Schon vor einigen Jahren hat sich Wolf ein Schloss am Wörthersee gekauft – Reifnitz, in bester Lage am Südufer. Dort ging im August 2016 eine illustre Party für den damaligen Außenminister Kurz über die Bühne. Laut Wirtschafts- und Korruptionsstaatsanwaltschaft (WKStA) sollen die Gäste um finanzielle Unterstützung für den ÖVP-Aufsteiger gebeten worden sein. Wolf selbst will im Gegensatz zu anderen Industriellen nichts gespendet haben, mobilisierte aber öffentlich für Kurz. Dieser mache als Außenminister „eine bessere Politik als der dafür gewählte Bundespräsident und der Bundeskanzler“, ließ er im Mai 2017 wissen. Wolf wusste auch, dass er Kurz nicht uneigennützig pushte, sondern Gegenleistung erwartete.

Einen Monat nach dem Reifnitzer Kurz-Event erhielt Thomas Schmid von Wolf unter anderen diese SMS: „Ich kämpfe auch für euch mit allen Mitteln.“ Jetzt, so der Umkehrschluss, sollte Schmid mit allen Mitteln für Wolf kämpfen.
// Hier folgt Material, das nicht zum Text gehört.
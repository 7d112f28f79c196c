//! Collection persistence
//!
//! The collection's CTag is the version clients poll; every mutation
//! beneath a collection bumps it inside the same transaction as the
//! change itself.

use sqlx::sqlite::SqliteRow;
use sqlx::{Row, SqliteConnection};

use super::{Mutation, Store, StoreError, is_constraint};
use crate::models::Collection;

fn collection_from_row(row: &SqliteRow, principal: i64) -> Collection {
    Collection {
        url: row.get(0),
        displayname: row.get(1),
        colour: row.get(2),
        description: row.get(3),
        ctag: row.get(4),
        id: row.get(5),
        principal,
    }
}

/// Advance the CTag. Runs on the caller's connection so it lands in
/// the caller's transaction.
pub(crate) async fn bump_ctag(conn: &mut SqliteConnection, id: i64) -> Result<(), sqlx::Error> {
    sqlx::query("UPDATE collection SET ctag=ctag+1 WHERE id=?")
        .bind(id)
        .execute(conn)
        .await?;
    Ok(())
}

const COLLECTION_COLS: &str = "url,displayname,colour,description,ctag,id";

impl Store {
    /// Create an empty collection. `Constraint` means the URL is taken
    /// under this principal.
    pub async fn collection_create(
        &self,
        principal: i64,
        url: &str,
    ) -> Result<Mutation<i64>, StoreError> {
        let res = sqlx::query("INSERT INTO collection (principal, url) VALUES (?,?)")
            .bind(principal)
            .bind(url)
            .execute(self.pool())
            .await;
        match res {
            Ok(done) => {
                self.log().info(format_args!("collection created: {url}"));
                Ok(Mutation::Done(done.last_insert_rowid()))
            }
            Err(e) if is_constraint(&e) => Ok(Mutation::Constraint),
            Err(e) => Err(e.into()),
        }
    }

    pub async fn collection_load(
        &self,
        principal: i64,
        url: &str,
    ) -> Result<Option<Collection>, StoreError> {
        let sql = format!("SELECT {COLLECTION_COLS} FROM collection WHERE principal=? AND url=?");
        let row = self
            .with_retry(async || {
                sqlx::query(&sql)
                    .bind(principal)
                    .bind(url)
                    .fetch_optional(self.pool())
                    .await
            })
            .await?;
        Ok(row.map(|r| collection_from_row(&r, principal)))
    }

    pub async fn collection_load_by_id(
        &self,
        principal: i64,
        id: i64,
    ) -> Result<Option<Collection>, StoreError> {
        let sql = format!("SELECT {COLLECTION_COLS} FROM collection WHERE principal=? AND id=?");
        let row = self
            .with_retry(async || {
                sqlx::query(&sql)
                    .bind(principal)
                    .bind(id)
                    .fetch_optional(self.pool())
                    .await
            })
            .await?;
        Ok(row.map(|r| collection_from_row(&r, principal)))
    }

    /// Push displayname, colour, and description, bumping the CTag in
    /// the same transaction.
    pub async fn collection_update(&self, coln: &Collection) -> Result<(), StoreError> {
        let mut tx = self.begin().await?;
        sqlx::query("UPDATE collection SET displayname=?,colour=?,description=? WHERE id=?")
            .bind(&coln.displayname)
            .bind(&coln.colour)
            .bind(&coln.description)
            .bind(coln.id)
            .execute(&mut *tx)
            .await?;
        bump_ctag(&mut tx, coln.id).await?;
        tx.commit().await?;
        self.log()
            .info(format_args!("collection updated: {}", coln.id));
        Ok(())
    }

    /// Advance a collection's CTag outside any other mutation.
    pub async fn collection_bump_ctag(&self, id: i64) -> Result<(), StoreError> {
        let mut tx = self.begin().await?;
        bump_ctag(&mut tx, id).await?;
        tx.commit().await?;
        Ok(())
    }

    /// Delete a collection and, through the schema, everything in it.
    pub async fn collection_remove(&self, id: i64) -> Result<(), StoreError> {
        self.with_retry(async || {
            sqlx::query("DELETE FROM collection WHERE id=?")
                .bind(id)
                .execute(self.pool())
                .await
                .map(|_| ())
        })
        .await?;
        self.log()
            .info(format_args!("collection removed (maybe): {id}"));
        Ok(())
    }
}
Denn der hatte zu diesem Zeitpunkt ein Steuerverfahren am Hals und Schmid sollte als Generalsekretär im Finanzministerium helfen. Der Fiskus hatte Wolf eine Steuernachzahlung von elf Millionen Euro aufgebrummt, die dieser so nicht akzeptieren wollte. Die zuständige Beamtin und der Chef der Steuersektion legten sich jedoch gegen einen Rabatt für Wolf quer.

Eine Hand wäscht die andere

Anstatt den beiden den Rücken zu stärken, betätigte sich der Generalsekretär als Wolf-Lobbyist. Schmid drängt einen anderen Ministerialbeamten, im Sinne von Wolf zu entscheiden: „Chef hat ihm das zugesagt“, schreibt er an den Untergebenen. Und: „Vergiss nicht – du hackelst im ÖVP Kabinett!! Du bist die Hure für die Reichen!“ Schmids „Chef“ war damals Finanzminister Hans Jörg Schelling, der heute beteuert, keinesfalls für Wolf interveniert zu haben. Faktum ist: Am Ende zahlte der reiche Steuerschuldner sieben statt elf Millionen Euro. Und eine Beamtin, die den Deal letztendlich durchgewunken hat, bekam den neuen Posten, den sie sich gewünscht hatte. Wolf soll ihr, so die WKStA, bei einem Treffen auf einer Autobahnraststätte seine Unterstützung für den Jobwechsel zugesagt haben.

Eine Hand wäscht die andere – eine in Österreich gängige, noch nie aber derart penibel dokumentierte Praxis. Chat sei Dank. Siegfried Wolf, für den, wie für alle Genannten, die Unschuldsvermutung gilt, weist alle Vorwürfe zurück. Auch wenn ein strafrechtlich relevanter Vorwurf letztlich nicht zu beweisen sein könnte, sieht der frühere Rechnungshofpräsident Franz Fiedler ein „übles Sittenbild“. Die im Ministerium nicht einmal verakteten Vorgänge rund um den großzügigen Steuernachlass erinnern den ehemaligen Präsidenten der Anti-Korruptions-NGO „Transparency International“ an das „römische Reich der Endzeit“.

Kurz macht Karriere

Gar nicht in Endzeitstimmung ist Sebastian Kurz. Der 35-Jährige ohne abgeschlossenes Studium macht sich gerade daran, seine als Spitzenpolitiker geknüpften internationalen Kontakte zu vergolden. Keine drei Monate nach seinem Abgang soll er bereits einen hochdotierten Managervertrag bei einem Internet-Konzern im Silicon Valley unterschrieben haben.